Comments from my AFDS 12 breakout session survey:

  • The description indicates that this is something I could do, while really I can’t.
  • usage of Chai not entirely clear by code examples. Everything constantly encoded in OpenCL? Mix with C? Works for really complex programs?

I agree and am sympathetic, even though I wrote Chai. It must be easier to understand and use.

It may be that solving engineering problems may be much harder than making useful technology (which means people use it).

I ran into a coworker from five years ago at AFDS 12. He works on EEG signal processing software in C++ on multi-core CPUs. Customers want more performance so naturally GPGPU is interesting.

However, the investment in GPGPU is too large for the development risk and performance return. Unlike OpenMP and threads, acceleration requires completely rewriting code. Worse, the principles of GPU programming are unlike all previous experience.

Multi-threaded and vectorizing compiler friendly programming may be difficult – but at least you can re-use your old code in the programming languages you already know.

After looking at primitive restart, I decided not to support OpenGL buffer sharing. It’s not that hard to do. It’s also not something most developers care about. So it is time to move on. Chai is feature complete. Work is now: documentation; testing; optimization.

Chai and Lua have similar roles

Interoperability with OpenCL works. This allows freely mixing Chai managed code with third party OpenCL libraries, even if closed source (e.g. AMD’s OpenCL BLAS). Here’s an example.

// regular OpenCL C API code
void directOpenCL(cl_mem argA, float argS, const size_t indexN)
{
    const char *src[1];
    src[0] = "__kernel void add_scalar(__global float* a, float s)"
             "{"
             "  a[get_global_id(0)] += s;"
             "}";

    cl_int status;

    const cl_program prog = clCreateProgramWithSource(
                                GetContext(), // cl_context from Chai VM
                                1,
                                src,
                                NULL,
                                &status );

    cl_device_id device = GetDevice(); // cl_device_id from Chai VM

    clBuildProgram(prog, 1, &device, "", NULL, NULL);

    const cl_kernel krnl = clCreateKernel(prog, "add_scalar", &status);

    clSetKernelArg(krnl, 0, sizeof(cl_mem), &argA);
    clSetKernelArg(krnl, 1, sizeof(float), &argS);

    size_t global[1], local[1];
    global[0] = indexN;
    local[0] = 1;

    cl_event event;

    clEnqueueNDRangeKernel( GetCommandQueue(), // cl_command_queue from Chai VM
                            krnl,
                            1,
                            NULL,
                            global,
                            local,
                            NumEvents(), // event list size from Chai VM
                            GetEventList(), // cl_event* from Chai VM
                            &event );

    clWaitForEvents(1, &event);

    clReleaseEvent(event);
    clReleaseKernel(krnl);
    clReleaseProgram(prog);
}

// Chai managed code
Arrayf32 C;
{
    Arrayf32 A = make1(N, cpuA);
    Arrayf32 B = make1(N, cpuB);
    C = A + B;

    ForceSchedule(); // schedule to compute device without read back
    directOpenCL(C, 1.5f, N);

    C += A - 3.3f;
}
C.read1(cpuC, N * sizeof(float));

directOpenCL(C, 1.5f, N);

C -= 5;
C.read1(cpuC, N * sizeof(float));

The next and possibly last major feature is OpenGL integration (i.e. buffer sharing for primitive restart). Then I will spend the next three to four months working on documentation and quality (which includes optimizing generated code from the JIT).

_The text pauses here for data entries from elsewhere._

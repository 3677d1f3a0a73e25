//! # skt-config
//!
//! Layered configuration loading for SkillTrack using figment.
//!
//! Configuration sources (in priority order, highest wins):
//! 1. Environment variables (`SKILLTRACK_*` prefix, `__` as separator)
//! 2. An explicit file passed with `--config`
//! 3. Project-level `.skilltrack/config.toml`
//! 4. User-level `~/.config/skilltrack/config.toml`
//! 5. Built-in defaults
//!
//! # Environment Variable Mapping
//!
//! Figment maps `SKILLTRACK_SERVER__PORT` -> `server.port`,
//! `SKILLTRACK_JOBS__EXPORT_DIR` -> `jobs.export_dir`, etc.
//! The `__` (double underscore) separates nested config sections.
//!
//! # Usage
//!
//! ```no_run
//! use skt_config::SktConfig;
//!
//! // Load from all sources (dotenvy + TOML + env):
//! let config = SktConfig::load_with_dotenv().expect("config");
//!
//! println!("listening on {}", config.server.bind_addr());
//! ```

mod database;
mod error;
mod general;
mod jobs;
mod server;
mod uploads;

pub use database::DatabaseConfig;
pub use error::ConfigError;
pub use general::GeneralConfig;
pub use jobs::JobsConfig;
pub use server::ServerConfig;
pub use uploads::UploadsConfig;

use figment::{
    Figment,
    providers::{Env, Format, Serialized, Toml},
};
use serde::{Deserialize, Serialize};
use std::path::{Path, PathBuf};

/// Prefix for environment overrides.
pub const ENV_PREFIX: &str = "SKILLTRACK_";

#[derive(Debug, Clone, Default, Deserialize, Serialize)]
pub struct SktConfig {
    #[serde(default)]
    pub server: ServerConfig,
    #[serde(default)]
    pub database: DatabaseConfig,
    #[serde(default)]
    pub general: GeneralConfig,
    #[serde(default)]
    pub jobs: JobsConfig,
    #[serde(default)]
    pub uploads: UploadsConfig,
}

impl SktConfig {
    /// Load configuration from all sources (TOML files + environment variables).
    ///
    /// Does NOT call `dotenvy` -- use [`Self::load_with_dotenv`] if you need `.env` file loading.
    pub fn load() -> Result<Self, ConfigError> {
        Self::extract(Self::figment(None))
    }

    /// Load configuration, layering `path` above the project and user files.
    ///
    /// Unlike the implicit files, an explicit path must exist.
    pub fn load_from(path: &Path) -> Result<Self, ConfigError> {
        if !path.exists() {
            return Err(ConfigError::MissingFile {
                path: path.display().to_string(),
            });
        }
        Self::extract(Self::figment(Some(path)))
    }

    /// Load configuration with `.env` file support.
    ///
    /// Calls `dotenvy` to load the `.env` file from the workspace root before
    /// building the figment. This is the typical entry point for the CLI.
    pub fn load_with_dotenv() -> Result<Self, ConfigError> {
        Self::load_dotenv_from_workspace();
        Self::load()
    }

    /// Build the figment provider chain.
    ///
    /// This is public so tests can inspect the figment directly or add
    /// additional providers on top.
    pub fn figment(explicit: Option<&Path>) -> Figment {
        let mut figment = Figment::from(Serialized::defaults(Self::default()));

        // Layer 1: User-global config
        if let Some(global_path) = Self::global_config_path() {
            if global_path.exists() {
                figment = figment.merge(Toml::file(global_path));
            }
        }

        // Layer 2: Project-local config
        let local_path = PathBuf::from(".skilltrack/config.toml");
        if local_path.exists() {
            figment = figment.merge(Toml::file(local_path));
        }

        // Layer 3: --config
        if let Some(path) = explicit {
            figment = figment.merge(Toml::file(path));
        }

        // Layer 4: Environment variables (highest priority)
        figment.merge(Env::prefixed(ENV_PREFIX).split("__"))
    }

    fn extract(figment: Figment) -> Result<Self, ConfigError> {
        let config: Self = figment.extract()?;
        config.validate()?;
        Ok(config)
    }

    /// Reject values that would make the service misbehave.
    pub fn validate(&self) -> Result<(), ConfigError> {
        if self.general.max_page_size == 0 {
            return Err(invalid("general.max_page_size", "must be at least 1"));
        }
        if self.general.default_page_size == 0
            || self.general.default_page_size > self.general.max_page_size
        {
            return Err(invalid(
                "general.default_page_size",
                "must be between 1 and general.max_page_size",
            ));
        }
        if !(1..=365).contains(&self.jobs.evidence_expiry_days) {
            return Err(invalid("jobs.evidence_expiry_days", "must be between 1 and 365"));
        }
        if self.uploads.max_csv_bytes == 0 {
            return Err(invalid("uploads.max_csv_bytes", "must be greater than 0"));
        }
        if self.database.path.trim().is_empty() {
            return Err(invalid("database.path", "must not be empty"));
        }
        Ok(())
    }

    /// Path to the user-global config file.
    fn global_config_path() -> Option<PathBuf> {
        dirs::config_dir().map(|p| p.join("skilltrack").join("config.toml"))
    }

    /// Load `.env` from the workspace root.
    ///
    /// Walks up from `CARGO_MANIFEST_DIR` (if available) or current dir looking
    /// for a `.env` file. Silently does nothing if no `.env` is found.
    fn load_dotenv_from_workspace() {
        if let Ok(manifest_dir) = std::env::var("CARGO_MANIFEST_DIR") {
            let mut dir = PathBuf::from(manifest_dir);
            // crate -> crates/ -> workspace root
            for _ in 0..3 {
                let env_path = dir.join(".env");
                if env_path.exists() {
                    let _ = dotenvy::from_path(&env_path);
                    return;
                }
                if !dir.pop() {
                    break;
                }
            }
        }

        let _ = dotenvy::dotenv();
    }
}

fn invalid(field: &str, reason: &str) -> ConfigError {
    ConfigError::InvalidValue {
        field: field.to_string(),
        reason: reason.to_string(),
    }
}

#[cfg(test)]
mod tests {
    use super::*;

    #[test]
    fn default_config_is_valid() {
        let config = SktConfig::default();
        assert!(config.validate().is_ok());
        assert_eq!(config.server.port, 5000);
        assert_eq!(config.jobs.evidence_expiry_days, 7);
    }

    #[test]
    fn figment_builds_without_files() {
        figment::Jail::expect_with(|_jail| {
            let config: SktConfig = SktConfig::figment(None).extract()?;
            assert_eq!(config.general.default_page_size, 20);
            assert_eq!(config.general.max_page_size, 100);
            Ok(())
        });
    }

    #[test]
    fn rejects_zero_max_page_size() {
        let mut config = SktConfig::default();
        config.general.max_page_size = 0;
        let err = config.validate().unwrap_err();
        assert!(matches!(err, ConfigError::InvalidValue { ref field, .. } if field == "general.max_page_size"));
    }

    #[test]
    fn rejects_default_page_size_above_max() {
        let mut config = SktConfig::default();
        config.general.default_page_size = 500;
        assert!(config.validate().is_err());
    }

    #[test]
    fn rejects_out_of_range_expiry() {
        let mut config = SktConfig::default();
        config.jobs.evidence_expiry_days = 0;
        assert!(config.validate().is_err());
    }

    #[test]
    fn missing_explicit_file_is_an_error() {
        let err = SktConfig::load_from(Path::new("/nonexistent/skilltrack.toml")).unwrap_err();
        assert!(matches!(err, ConfigError::MissingFile { .. }));
    }
}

It’s become clear to me that Chai is really like Lua – a lightweight embeddable managed language. As Lua is used for dynamic scripting, Chai could be used for game physics and signal processing.

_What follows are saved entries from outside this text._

use chrono::{DateTime, Utc};
use schemars::JsonSchema;
use serde::{Deserialize, Serialize};

use crate::enums::TargetMetric;

/// Outcome goal for a programme. At most one per metric.
#[derive(Debug, Clone, Serialize, Deserialize, JsonSchema, PartialEq)]
pub struct ProgrammeTarget {
    pub id: String,
    pub programme_id: String,
    pub metric: TargetMetric,
    pub target_value: f64,
    pub created_at: DateTime<Utc>,
}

Five years ago, I made this autonomous robot. It used an ARM9 single board computer running Lua as the control loop. The computer vision and motor control was done in C. However, just like a computer game, being able to easily change high level system configuration without recompiling (in this case, cross-compiling) made life much easier.

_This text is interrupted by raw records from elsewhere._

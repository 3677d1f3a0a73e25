//! Impact dashboard, cost KPI, and trend endpoints.

use axum::extract::State;
use serde::Deserialize;
use skt_core::impact::DashboardWindow;
use skt_core::responses::{CostKpis, Dashboard, TrendPoint};
use skt_db::repos::beneficiary::BeneficiaryScope;

use crate::error::ApiResult;
use crate::extract::{text_param, ApiPath, ApiQuery};
use crate::response::ApiResponse;
use crate::state::AppState;

const DEFAULT_TREND_METRIC: &str = "PLACED";
const DEFAULT_TREND_DAYS: u32 = 30;

#[derive(Debug, Default, Deserialize)]
pub struct DashboardQuery {
    pub window: Option<String>,
    pub district: Option<String>,
    pub institution: Option<String>,
}

#[derive(Debug, Default, Deserialize)]
pub struct TrendQuery {
    pub metric: Option<String>,
    pub days: Option<u32>,
}

pub async fn dashboard(
    State(state): State<AppState>,
    ApiPath(programme_id): ApiPath<String>,
    ApiQuery(query): ApiQuery<DashboardQuery>,
) -> ApiResult<ApiResponse<Dashboard>> {
    let window = DashboardWindow::parse(query.window.as_deref());
    let scope = BeneficiaryScope {
        status: None,
        district: text_param(query.district),
        institution: text_param(query.institution),
    };
    let dashboard = state
        .svc
        .impact_dashboard(&programme_id, window, &scope)
        .await?;
    Ok(ApiResponse::ok(dashboard))
}

pub async fn cost_kpis(
    State(state): State<AppState>,
    ApiPath(programme_id): ApiPath<String>,
) -> ApiResult<ApiResponse<CostKpis>> {
    Ok(ApiResponse::ok(state.svc.cost_kpis(&programme_id).await?))
}

pub async fn trends(
    State(state): State<AppState>,
    ApiPath(programme_id): ApiPath<String>,
    ApiQuery(query): ApiQuery<TrendQuery>,
) -> ApiResult<ApiResponse<Vec<TrendPoint>>> {
    let metric = query
        .metric
        .as_deref()
        .unwrap_or(DEFAULT_TREND_METRIC)
        .to_ascii_uppercase();
    let days = query.days.unwrap_or(DEFAULT_TREND_DAYS);
    Ok(ApiResponse::ok(
        state.svc.trends(&programme_id, &metric, days).await?,
    ))
}
//! Application state shared across all handlers.

use std::sync::Arc;
use std::time::Instant;

use skt_config::SktConfig;
use skt_core::responses::PageRequest;
use skt_db::service::SktService;

#[derive(Clone)]
pub struct AppState {
    pub svc: Arc<SktService>,
    pub config: Arc<SktConfig>,
    started: Instant,
}

impl AppState {
    pub fn new(svc: SktService, config: SktConfig) -> Self {
        Self {
            svc: Arc::new(svc),
            config: Arc::new(config),
            started: Instant::now(),
        }
    }

    /// Seconds since the state was built.
    pub fn uptime_seconds(&self) -> u64 {
        self.started.elapsed().as_secs()
    }

    /// Clamp raw paging parameters. `default_limit` overrides the configured
    /// page size for endpoints with their own default.
    pub fn page(&self, page: Option<u32>, limit: Option<u32>, default_limit: Option<u32>) -> PageRequest {
        let general = &self.config.general;
        PageRequest::clamped(
            page,
            limit,
            default_limit.unwrap_or(general.default_page_size),
            general.max_page_size,
        )
    }
}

Here’s another robot from five years ago. It was the winner of the 2007 Robothon in Seattle. It relied on stereo cameras for terminal guidance to the orange cones that marked waypoints. The onboard computer ran interpreted MATLAB.

Today, that onboard computer would be an embedded SoC design capable of GPGPU. Signal processing and control requires crunching numbers on the GPU. Lua makes sense as a dynamic scripting language for the CPU. Chai makes sense as an array programming language for the GPU.

clMAGMA and AMD BLAS thoughts

At this time, I’ve decided it’s not worth integrating clMAGMA and the AMD OpenCL BLAS into the JIT back-end of Chai. It’s a lot of work for questionable gain. I’m not even sure it is the right thing to do.

Exposing the OpenCL queues managed by the Chai virtual machine is much simpler. This may be what developers really want. Then they can add clMAGMA to Chai or vice-versa as they wish. There’s no need to commit to either – give the end-user more freedom and do no harm.

It is not AMD’s or UTK’s fault – but clMAGMA performance will be poor unless matrix sizes are large (dimension in the thousands). LAPACK and BLAS were designed for vector processors and CPUs, not discrete GPUs with large overheads for enqueued kernels and I/O operations. There is no support for kernel fusion (batching).

This is why Chai natively supports batching over vectors of array data. A vector of arrays is tiled together as a single array. Multiple data transfers and kernels become singles, reducing overheads. For problems with relatively small matrices (dimension in the hundreds) and high arithmetic intensity (like dense matrix multiplication), the effect of this optimization is significant.

I have enough experience where I could fork clMAGMA (yes, I realize this is a moving target) and implement my own auto-tuning GPGPU BLAS sufficient to support it (that is also portable between AMD and Nvidia). This fork would support tiled data and kernel fusion. Also, if I were to do it right, I would need a porting/test lab and extend auto-tuning to clMAGMA itself (which has statically configured tuning parameters). From working on GATLAS and now Chai, I have a very good idea of the level of effort required. It’s not rocket science, just a few months of full-time work.

Anyway, I can’t afford to do it.

Alpha 5 release: anticipating embedded configuration

The alpha 5 code is committed to GitHub and as usual, there is a small download without metadata.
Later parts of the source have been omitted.